Después de recorrer durante más de tres décadas los cielos del país, el coronel retirado Diego Hernández Jaramillo cerró su etapa como piloto de SATENA, dejando una historia marcada por el compromiso con las regiones más apartadas de Colombia. Su retiro representa el final de una carrera dedicada a fortalecer la conectividad aérea y a llevar oportunidades a miles de comunidades.
Con más de 20.000 horas de vuelo, Hernández fue uno de los protagonistas del crecimiento de la aerolínea estatal. Desde su llegada en 1995, cuando aún hacía parte de la Fuerza Aeroespacial Colombiana, participó en operaciones que permitieron mantener comunicados territorios donde el transporte aéreo continúa siendo la principal alternativa para acceder a servicios, comercio y desarrollo.
A lo largo de su trayectoria pilotó diferentes aeronaves que hicieron parte de la evolución de SATENA y también participó en procesos estratégicos para la incorporación de nuevos aviones a la flota. Su experiencia lo convirtió en uno de los pilotos con mayor conocimiento de las rutas regionales, enfrentando pistas complejas y condiciones geográficas que exigían precisión y profesionalismo en cada operación.
Para Hernández, la aviación siempre tuvo un propósito que iba mucho más allá de transportar pasajeros. Cada vuelo significaba acercar medicamentos, facilitar encuentros familiares, impulsar la economía local y mantener la presencia institucional en zonas donde las distancias siguen representando un reto para millones de colombianos. Esa convicción marcó cada etapa de su carrera.
El presidente de SATENA, el Mayor General Óscar Zuluaga Castaño, destacó que pilotos como Hernández representan el verdadero espíritu de la compañía, al comprender las necesidades de las regiones y asumir la conectividad como una herramienta para reducir brechas sociales. Durante sus 32 años en la aerolínea, el piloto fue testigo de la modernización de la flota, el fortalecimiento de la seguridad operacional y la consolidación del papel estratégico de SATENA en el país.

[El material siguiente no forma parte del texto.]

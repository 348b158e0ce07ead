// ABOUTME: Route handlers for the conversation resource
// ABOUTME: List with filters and pagination, detail, create, partial update and delete
//
// SPDX-License-Identifier: MIT OR Apache-2.0
// Copyright (c) 2025 ConvoInsight

//! Conversation routes
//!
//! `GET /conversations` lists summaries newest first; the other handlers
//! address a single conversation by id.

use std::sync::Arc;

use axum::{
    body::Bytes,
    extract::{rejection::QueryRejection, Path, Query, State},
    response::{IntoResponse, Response},
    routing::get,
    Router,
};
use convoinsight_core::envelope::ApiResponse;
use convoinsight_core::errors::AppError;
use serde_json::json;

use super::{parse_json_body, query_params};
use crate::query::ListParams;
use crate::resources::ServerResources;
use crate::services::conversations;

/// Conversation routes
pub struct ConversationRoutes;

impl ConversationRoutes {
    /// Create all conversation routes
    pub fn routes(resources: Arc<ServerResources>) -> Router {
        Router::new()
            .route(
                "/conversations",
                get(Self::handle_list).post(Self::handle_create),
            )
            .route(
                "/conversations/:id",
                get(Self::handle_detail)
                    .put(Self::handle_update)
                    .delete(Self::handle_delete),
            )
            .with_state(resources)
    }

    async fn handle_list(
        State(resources): State<Arc<ServerResources>>,
        params: Result<Query<ListParams>, QueryRejection>,
    ) -> Result<Response, AppError> {
        let params = query_params(params)?;
        let page = params.page_request()?;
        let result =
            conversations::list_conversations(resources.store(), &params.filters, page).await?;
        Ok(ApiResponse::ok(result).into_response())
    }

    async fn handle_detail(
        State(resources): State<Arc<ServerResources>>,
        Path(id): Path<String>,
    ) -> Result<Response, AppError> {
        let document = conversations::get_conversation(resources.store(), &id).await?;
        Ok(ApiResponse::ok(document).into_response())
    }

    async fn handle_create(
        State(resources): State<Arc<ServerResources>>,
        body: Bytes,
    ) -> Result<Response, AppError> {
        let body = parse_json_body(&body)?;
        let id = conversations::create_conversation(resources.store(), &body).await?;
        Ok(ApiResponse::ok_with_message(json!({ "id": id }), "Conversation created").into_response())
    }

    async fn handle_update(
        State(resources): State<Arc<ServerResources>>,
        Path(id): Path<String>,
        body: Bytes,
    ) -> Result<Response, AppError> {
        let body = parse_json_body(&body)?;
        let changed = conversations::update_conversation(resources.store(), &id, &body).await?;
        let message = if changed {
            "Conversation updated"
        } else {
            "Conversation unchanged"
        };
        Ok(ApiResponse::ok_with_message(json!({ "id": id }), message).into_response())
    }

    async fn handle_delete(
        State(resources): State<Arc<ServerResources>>,
        Path(id): Path<String>,
    ) -> Result<Response, AppError> {
        conversations::delete_conversation(resources.store(), &id).await?;
        Ok(ApiResponse::ok_with_message(json!({ "id": id }), "Conversation deleted").into_response())
    }
}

El pasado 22 de junio de 2026 realizó su último vuelo comercial entre Puerto Carreño y Bogotá, acompañado por su familia. Al aterrizar recibió el tradicional arco de agua, uno de los máximos homenajes de la aviación, además del reconocimiento de directivos y compañeros. Con su retiro concluye una trayectoria ejemplar que deja como legado la vocación de servicio, la excelencia profesional y el compromiso de seguir conectando a Colombia desde el aire.